Please reproduce the entire listing, character for character.

Top of Data shown

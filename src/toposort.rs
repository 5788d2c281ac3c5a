use rustc_hash::FxHashMap;
use tracing::warn;

#[derive(Clone, Copy, PartialEq)]
enum Mark {
    Unvisited,
    InProgress,
    Done,
}

/// Orders `items` so that every item comes after the items it depends on.
///
/// `describe` returns an item's key and the keys it depends on. Dependencies
/// on keys that are not among `items` are ignored. Each item is visited once:
/// a dependency that is already in progress (a cycle) is logged and skipped,
/// so the result always contains every item exactly once.
pub fn topological_sort<'a, T, F>(items: &'a [T], describe: F) -> Vec<&'a T>
where
    F: Fn(&'a T) -> (&'a str, Vec<&'a str>),
{
    let described: Vec<(&str, Vec<&str>)> = items.iter().map(&describe).collect();
    let index: FxHashMap<&str, usize> = described
        .iter()
        .enumerate()
        .map(|(i, (key, _))| (*key, i))
        .collect();

    let mut marks = vec![Mark::Unvisited; items.len()];
    let mut order = Vec::with_capacity(items.len());
    for i in 0..items.len() {
        visit(i, &described, &index, &mut marks, &mut order);
    }

    order.into_iter().map(|i| &items[i]).collect()
}

fn visit(
    i: usize,
    described: &[(&str, Vec<&str>)],
    index: &FxHashMap<&str, usize>,
    marks: &mut [Mark],
    order: &mut Vec<usize>,
) {
    match marks[i] {
        Mark::Done => return,
        Mark::InProgress => {
            warn!(key = described[i].0, "Dependency cycle detected");
            return;
        }
        Mark::Unvisited => {}
    }

    marks[i] = Mark::InProgress;
    for dependency in &described[i].1 {
        if let Some(&j) = index.get(dependency) {
            visit(j, described, index, marks, order);
        }
    }
    marks[i] = Mark::Done;
    order.push(i);
}

#[cfg(test)]
mod tests {
    use super::*;

    struct Node {
        key: &'static str,
        deps: Vec<&'static str>,
    }

    fn node(key: &'static str, deps: &[&'static str]) -> Node {
        Node {
            key,
            deps: deps.to_vec(),
        }
    }

    fn sort(nodes: &[Node]) -> Vec<&'static str> {
        topological_sort(nodes, |n| (n.key, n.deps.clone()))
            .into_iter()
            .map(|n| n.key)
            .collect()
    }

    fn position(order: &[&str], key: &str) -> usize {
        order.iter().position(|k| *k == key).unwrap()
    }

    #[test]
    fn dependencies_come_first() {
        let nodes = vec![
            node("orders", &["customers", "products"]),
            node("products", &["brands"]),
            node("customers", &[]),
            node("brands", &[]),
        ];
        let order = sort(&nodes);
        assert_eq!(order.len(), 4);
        assert!(position(&order, "customers") < position(&order, "orders"));
        assert!(position(&order, "products") < position(&order, "orders"));
        assert!(position(&order, "brands") < position(&order, "products"));
    }

    #[test]
    fn independent_items_keep_input_order() {
        let nodes = vec![node("a", &[]), node("b", &[]), node("c", &[])];
        assert_eq!(sort(&nodes), vec!["a", "b", "c"]);
    }

    #[test]
    fn unknown_dependencies_are_ignored() {
        let nodes = vec![node("a", &["elsewhere"]), node("b", &["a"])];
        assert_eq!(sort(&nodes), vec!["a", "b"]);
    }

    #[test]
    fn cycles_visit_each_key_once() {
        let nodes = vec![node("a", &["b"]), node("b", &["c"]), node("c", &["a"])];
        let mut order = sort(&nodes);
        assert_eq!(order.len(), 3);
        order.sort();
        assert_eq!(order, vec!["a", "b", "c"]);
    }

    #[test]
    fn self_dependency_is_tolerated() {
        let nodes = vec![node("a", &["a"]), node("b", &["a"])];
        assert_eq!(sort(&nodes), vec!["a", "b"]);
    }
}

Bottom of Data shown

Output for this exercise —
filename src/toposort.rs
repository 5788d2c281ac3c5a
use rustc_hash::FxHashMap;
use tracing::warn;

#[derive(Clone, Copy, PartialEq)]
enum Mark {
    Unvisited,
    InProgress,
    Done,
}

/// Orders `items` so that every item comes after the items it depends on.
///
/// `describe` returns an item's key and the keys it depends on. Dependencies
/// on keys that are not among `items` are ignored. Each item is visited once:
/// a dependency that is already in progress (a cycle) is logged and skipped,
/// so the result always contains every item exactly once.
pub fn topological_sort<'a, T, F>(items: &'a [T], describe: F) -> Vec<&'a T>
where
    F: Fn(&'a T) -> (&'a str, Vec<&'a str>),
{
    let described: Vec<(&str, Vec<&str>)> = items.iter().map(&describe).collect();
    let index: FxHashMap<&str, usize> = described
        .iter()
        .enumerate()
        .map(|(i, (key, _))| (*key, i))
        .collect();

    let mut marks = vec![Mark::Unvisited; items.len()];
    let mut order = Vec::with_capacity(items.len());
    for i in 0..items.len() {
        visit(i, &described, &index, &mut marks, &mut order);
    }

    order.into_iter().map(|i| &items[i]).collect()
}

fn visit(
    i: usize,
    described: &[(&str, Vec<&str>)],
    index: &FxHashMap<&str, usize>,
    marks: &mut [Mark],
    order: &mut Vec<usize>,
) {
    match marks[i] {
        Mark::Done => return,
        Mark::InProgress => {
            warn!(key = described[i].0, "Dependency cycle detected");
            return;
        }
        Mark::Unvisited => {}
    }

    marks[i] = Mark::InProgress;
    for dependency in &described[i].1 {
        if let Some(&j) = index.get(dependency) {
            visit(j, described, index, marks, order);
        }
    }
    marks[i] = Mark::Done;
    order.push(i);
}

#[cfg(test)]
mod tests {
    use super::*;

    struct Node {
        key: &'static str,
        deps: Vec<&'static str>,
    }

    fn node(key: &'static str, deps: &[&'static str]) -> Node {
        Node {
            key,
            deps: deps.to_vec(),
        }
    }

    fn sort(nodes: &[Node]) -> Vec<&'static str> {
        topological_sort(nodes, |n| (n.key, n.deps.clone()))
            .into_iter()
            .map(|n| n.key)
            .collect()
    }

    fn position(order: &[&str], key: &str) -> usize {
        order.iter().position(|k| *k == key).unwrap()
    }

    #[test]
    fn dependencies_come_first() {
        let nodes = vec![
            node("orders", &["customers", "products"]),
            node("products", &["brands"]),
            node("customers", &[]),
            node("brands", &[]),
        ];
        let order = sort(&nodes);
        assert_eq!(order.len(), 4);
        assert!(position(&order, "customers") < position(&order, "orders"));
        assert!(position(&order, "products") < position(&order, "orders"));
        assert!(position(&order, "brands") < position(&order, "products"));
    }

    #[test]
    fn independent_items_keep_input_order() {
        let nodes = vec![node("a", &[]), node("b", &[]), node("c", &[])];
        assert_eq!(sort(&nodes), vec!["a", "b", "c"]);
    }

    #[test]
    fn unknown_dependencies_are_ignored() {
        let nodes = vec![node("a", &["elsewhere"]), node("b", &["a"])];
        assert_eq!(sort(&nodes), vec!["a", "b"]);
    }

    #[test]
    fn cycles_visit_each_key_once() {
        let nodes = vec![node("a", &["b"]), node("b", &["c"]), node("c", &["a"])];
        let mut order = sort(&nodes);
        assert_eq!(order.len(), 3);
        order.sort();
        assert_eq!(order, vec!["a", "b", "c"]);
    }

    #[test]
    fn self_dependency_is_tolerated() {
        let nodes = vec![node("a", &["a"]), node("b", &["a"])];
        assert_eq!(sort(&nodes), vec!["a", "b"]);
    }
}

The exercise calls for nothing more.